■ Exercise requirements ■
Every line below that carries the word "configuration" needs to be copied.

■ Records ■
use crate::audio::capture::{CaptureConfig, SampleFormat};
use crate::audio::vad::VadThresholds;
use crate::command::KeywordSets;
use crate::defaults;
use crate::error::{Result, VoicegateError};
use crate::session::recognizer::PausePolicy;
use crate::session::recorder::RecorderConfig;
use serde::{Deserialize, Serialize};
use std::fs;
use std::path::{Path, PathBuf};
use std::time::Duration;

/// Root configuration structure
#[derive(Debug, Clone, Serialize, Deserialize, PartialEq, Default)]
#[serde(default)]
pub struct Config {
    pub audio: AudioSection,
    pub listening: ListeningSection,
    pub recording: RecordingSection,
    pub commands: KeywordSets,
}

/// Capture device configuration
#[derive(Debug, Clone, Serialize, Deserialize, PartialEq)]
#[serde(default)]
pub struct AudioSection {
    /// Index into the input-device enumeration; None picks the first
    /// input-capable device.
    pub device_index: Option<usize>,
    /// Sample rate for the listening stream; None uses the device default.
    pub sample_rate: Option<u32>,
    pub channels: u16,
    pub sample_format: SampleFormat,
}

/// Command-listening configuration
#[derive(Debug, Clone, Serialize, Deserialize, PartialEq)]
#[serde(default)]
pub struct ListeningSection {
    pub block_size: u32,
    pub pause_policy: PausePolicy,
    pub queue_poll_ms: u64,
}

/// Utterance-recording configuration
#[derive(Debug, Clone, Serialize, Deserialize, PartialEq)]
#[serde(default)]
pub struct RecordingSection {
    pub block_size: u32,
    pub sample_rate: u32,
    pub silence_duration_secs: f32,
    pub voice_on_rms: f32,
    pub voice_off_rms: f32,
    pub auto_calibrate: bool,
    pub calib_max_secs: f32,
    pub margin_on: f32,
    pub margin_off: f32,
    pub require_voice_first: bool,
    /// Optional WAV path the artifact is also written to.
    pub output: Option<PathBuf>,
}

impl Default for AudioSection {
    fn default() -> Self {
        Self {
            device_index: None,
            sample_rate: None,
            channels: defaults::CHANNELS,
            sample_format: SampleFormat::I16,
        }
    }
}

impl Default for ListeningSection {
    fn default() -> Self {
        Self {
            block_size: defaults::LISTEN_BLOCK_SIZE,
            pause_policy: PausePolicy::Gate,
            queue_poll_ms: defaults::QUEUE_POLL_MS,
        }
    }
}

impl Default for RecordingSection {
    fn default() -> Self {
        Self {
            block_size: defaults::RECORD_BLOCK_SIZE,
            sample_rate: defaults::RECORD_SAMPLE_RATE,
            silence_duration_secs: defaults::SILENCE_DURATION_SECS,
            voice_on_rms: defaults::VOICE_ON_RMS,
            voice_off_rms: defaults::VOICE_OFF_RMS,
            auto_calibrate: false,
            calib_max_secs: defaults::CALIB_MAX_SECS,
            margin_on: defaults::MARGIN_ON,
            margin_off: defaults::MARGIN_OFF,
            require_voice_first: false,
            output: None,
        }
    }
}

impl Config {
    /// Load configuration from a TOML file
    ///
    /// Returns an error if the file is missing or contains invalid TOML.
    /// Missing fields use default values.
    pub fn load(path: &Path) -> Result<Self> {
        let contents = fs::read_to_string(path).map_err(|e| {
            if e.kind() == std::io::ErrorKind::NotFound {
                VoicegateError::ConfigFileNotFound {
                    path: path.display().to_string(),
                }
            } else {
                VoicegateError::Io(e)
            }
        })?;
        let config: Config = toml::from_str(&contents)?;
        Ok(config)
    }

    /// Load configuration from a file, falling back to defaults when the
    /// file is missing. Invalid TOML is still an error.
    pub fn load_or_default(path: &Path) -> Result<Self> {
        match Self::load(path) {
            Ok(config) => Ok(config),
            Err(VoicegateError::ConfigFileNotFound { .. }) => Ok(Self::default()),
            Err(e) => Err(e),
        }
    }

    /// Apply environment variable overrides
    ///
    /// Supported environment variables:
    /// - VOICEGATE_DEVICE → audio.device_index
    /// - VOICEGATE_OUTPUT → recording.output
    /// - VOICEGATE_SILENCE_SECS → recording.silence_duration_secs
    pub fn with_env_overrides(mut self) -> Self {
        if let Ok(device) = std::env::var("VOICEGATE_DEVICE")
            && let Ok(index) = device.parse::<usize>()
        {
            self.audio.device_index = Some(index);
        }

        if let Ok(output) = std::env::var("VOICEGATE_OUTPUT")
            && !output.is_empty()
        {
            self.recording.output = Some(PathBuf::from(output));
        }

        if let Ok(silence) = std::env::var("VOICEGATE_SILENCE_SECS")
            && let Ok(secs) = silence.parse::<f32>()
            && secs > 0.0
        {
            self.recording.silence_duration_secs = secs;
        }

        self
    }

    /// Get the default configuration file path
    ///
    /// Returns ~/.config/voicegate/config.toml on Linux
    pub fn default_path() -> PathBuf {
        dirs::config_dir()
            .unwrap_or_else(|| PathBuf::from("."))
            .join("voicegate")
            .join("config.toml")
    }

    /// Capture parameters for the command-listening stream.
    pub fn listening_capture(&self) -> CaptureConfig {
        CaptureConfig {
            device_index: self.audio.device_index,
            sample_rate: self.audio.sample_rate,
            channels: self.audio.channels,
            block_size: self.listening.block_size,
            sample_format: self.audio.sample_format,
        }
    }

    /// Capture parameters for the utterance-recording stream.
    pub fn recording_capture(&self) -> CaptureConfig {
        CaptureConfig {
            device_index: self.audio.device_index,
            sample_rate: Some(self.recording.sample_rate),
            channels: self.audio.channels,
            block_size: self.recording.block_size,
            sample_format: self.audio.sample_format,
        }
    }

    /// Recorder tuning, validating the threshold pair.
    pub fn recorder_config(&self) -> Result<RecorderConfig> {
        let thresholds =
            VadThresholds::new(self.recording.voice_on_rms, self.recording.voice_off_rms)?;
        Ok(RecorderConfig {
            silence_duration: Duration::from_secs_f32(self.recording.silence_duration_secs),
            thresholds,
            auto_calibrate: self.recording.auto_calibrate,
            calib_max: Duration::from_secs_f32(self.recording.calib_max_secs),
            margin_on: self.recording.margin_on,
            margin_off: self.recording.margin_off,
            require_voice_first: self.recording.require_voice_first,
            output: self.recording.output.clone(),
            queue_poll: Duration::from_millis(defaults::QUEUE_POLL_MS),
        })
    }
}

#[cfg(test)]
mod tests {
    use super::*;
    use std::io::Write;
    use std::sync::Mutex;
    use tempfile::NamedTempFile;

    // Mutex to serialize tests that modify environment variables
    static ENV_LOCK: Mutex<()> = Mutex::new(());

    // SAFETY: These helpers are only used in tests with ENV_LOCK held,
    // ensuring no concurrent access to environment variables.
    fn set_env(key: &str, value: &str) {
        unsafe { std::env::set_var(key, value) }
    }

    fn remove_env(key: &str) {
        unsafe { std::env::remove_var(key) }
    }

    fn clear_voicegate_env() {
        remove_env("VOICEGATE_DEVICE");
        remove_env("VOICEGATE_OUTPUT");
        remove_env("VOICEGATE_SILENCE_SECS");
    }

    #[test]
    fn test_default_config_has_correct_values() {
        let config = Config::default();

        assert_eq!(config.audio.device_index, None);
        assert_eq!(config.audio.sample_rate, None);
        assert_eq!(config.audio.channels, 1);

        assert_eq!(config.listening.block_size, 8000);
        assert_eq!(config.listening.pause_policy, PausePolicy::Gate);

        assert_eq!(config.recording.block_size, 2048);
        assert_eq!(config.recording.sample_rate, 24_000);
        assert_eq!(config.recording.silence_duration_secs, 1.0);
        assert_eq!(config.recording.voice_on_rms, 350.0);
        assert_eq!(config.recording.voice_off_rms, 250.0);
        assert!(!config.recording.auto_calibrate);
        assert!(!config.recording.require_voice_first);

        assert!(config.commands.start.contains(&"шаня".to_string()));
        assert!(config.commands.stop.contains(&"стоп".to_string()));
    }

    #[test]
    fn test_load_from_toml_file() {
        let toml_content = r#"
            [audio]
            device_index = 2
            sample_rate = 48000
            sample_format = "f32"

            [listening]
            block_size = 4000
            pause_policy = "restart"

            [recording]
            silence_duration_secs = 2.5
            voice_on_rms = 400.0
            voice_off_rms = 300.0
            auto_calibrate = true
            output = "/tmp/utterance.wav"

            [commands]
            start = ["джарвис"]
            stop = ["хватит"]
        "#;

        let mut temp_file = NamedTempFile::new().unwrap();
        temp_file.write_all(toml_content.as_bytes()).unwrap();

        let config = Config::load(temp_file.path()).unwrap();

        assert_eq!(config.audio.device_index, Some(2));
        assert_eq!(config.audio.sample_rate, Some(48000));
        assert_eq!(config.audio.sample_format, SampleFormat::F32);

        assert_eq!(config.listening.block_size, 4000);
        assert_eq!(config.listening.pause_policy, PausePolicy::Restart);

        assert_eq!(config.recording.silence_duration_secs, 2.5);
        assert_eq!(config.recording.voice_on_rms, 400.0);
        assert!(config.recording.auto_calibrate);
        assert_eq!(
            config.recording.output,
            Some(PathBuf::from("/tmp/utterance.wav"))
        );

        assert_eq!(config.commands.start, vec!["джарвис".to_string()]);
        assert_eq!(config.commands.stop, vec!["хватит".to_string()]);
        // Untouched sets keep their defaults.
        assert!(config.commands.pause.contains(&"пауза".to_string()));
    }

    #[test]
    fn test_load_partial_config_uses_defaults() {
        let toml_content = r#"
            [recording]
            silence_duration_secs = 0.8
        "#;

        let mut temp_file = NamedTempFile::new().unwrap();
        temp_file.write_all(toml_content.as_bytes()).unwrap();

        let config = Config::load(temp_file.path()).unwrap();

        assert_eq!(config.recording.silence_duration_secs, 0.8);
        assert_eq!(config.recording.voice_on_rms, 350.0);
        assert_eq!(config.listening.block_size, 8000);
    }

    #[test]
    fn test_env_override_device() {
        let _lock = ENV_LOCK.lock().unwrap();
        clear_voicegate_env();

        set_env("VOICEGATE_DEVICE", "3");
        let config = Config::default().with_env_overrides();
        assert_eq!(config.audio.device_index, Some(3));

        clear_voicegate_env();
    }

    #[test]
    fn test_env_override_output_and_silence() {
        let _lock = ENV_LOCK.lock().unwrap();
        clear_voicegate_env();

        set_env("VOICEGATE_OUTPUT", "/tmp/cmd.wav");
        set_env("VOICEGATE_SILENCE_SECS", "1.5");
        let config = Config::default().with_env_overrides();

        assert_eq!(config.recording.output, Some(PathBuf::from("/tmp/cmd.wav")));
        assert_eq!(config.recording.silence_duration_secs, 1.5);

        clear_voicegate_env();
    }

    #[test]
    fn test_env_override_invalid_values_ignored() {
        let _lock = ENV_LOCK.lock().unwrap();
        clear_voicegate_env();

        set_env("VOICEGATE_DEVICE", "not-a-number");
        set_env("VOICEGATE_SILENCE_SECS", "-2");
        let config = Config::default().with_env_overrides();

        assert_eq!(config.audio.device_index, None);
        assert_eq!(config.recording.silence_duration_secs, 1.0);

        clear_voicegate_env();
    }

    #[test]
    fn test_invalid_toml_returns_error() {
        let invalid_toml = r#"
            [audio
            device_index = "broken
        "#;

        let mut temp_file = NamedTempFile::new().unwrap();
        temp_file.write_all(invalid_toml.as_bytes()).unwrap();

        assert!(Config::load(temp_file.path()).is_err());
    }

    #[test]
    fn test_load_or_default_returns_default_for_missing_file() {
        let missing = Path::new("/tmp/nonexistent_voicegate_config_12345.toml");
        let config = Config::load_or_default(missing).unwrap();
        assert_eq!(config, Config::default());
    }

    #[test]
    fn test_load_or_default_propagates_invalid_toml() {
        let mut temp_file = NamedTempFile::new().unwrap();
        temp_file.write_all(b"[recording\nbroken").unwrap();
        assert!(Config::load_or_default(temp_file.path()).is_err());
    }

    #[test]
    fn test_default_path_is_xdg_compliant() {
        let path = Config::default_path();
        let path_str = path.to_string_lossy();
        assert!(path_str.contains("voicegate"));
        assert!(path_str.ends_with("config.toml"));
    }

    #[test]
    fn test_recorder_config_rejects_inverted_thresholds() {
        let mut config = Config::default();
        config.recording.voice_on_rms = 100.0;
        config.recording.voice_off_rms = 200.0;
        assert!(config.recorder_config().is_err());
    }

    #[test]
    fn test_capture_configs_carry_section_values() {
        let mut config = Config::default();
        config.audio.device_index = Some(1);

        let listen = config.listening_capture();
        assert_eq!(listen.block_size, 8000);
        assert_eq!(listen.sample_rate, None);
        assert_eq!(listen.device_index, Some(1));

        let record = config.recording_capture();
        assert_eq!(record.block_size, 2048);
        assert_eq!(record.sample_rate, Some(24_000));
        assert_eq!(record.device_index, Some(1));
    }
}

■ Response box ■
/// Root configuration structure
/// Capture device configuration
/// Command-listening configuration
/// Utterance-recording configuration
    /// Load configuration from a TOML file
    /// Load configuration from a file, falling back to defaults when the
    /// Get the default configuration file path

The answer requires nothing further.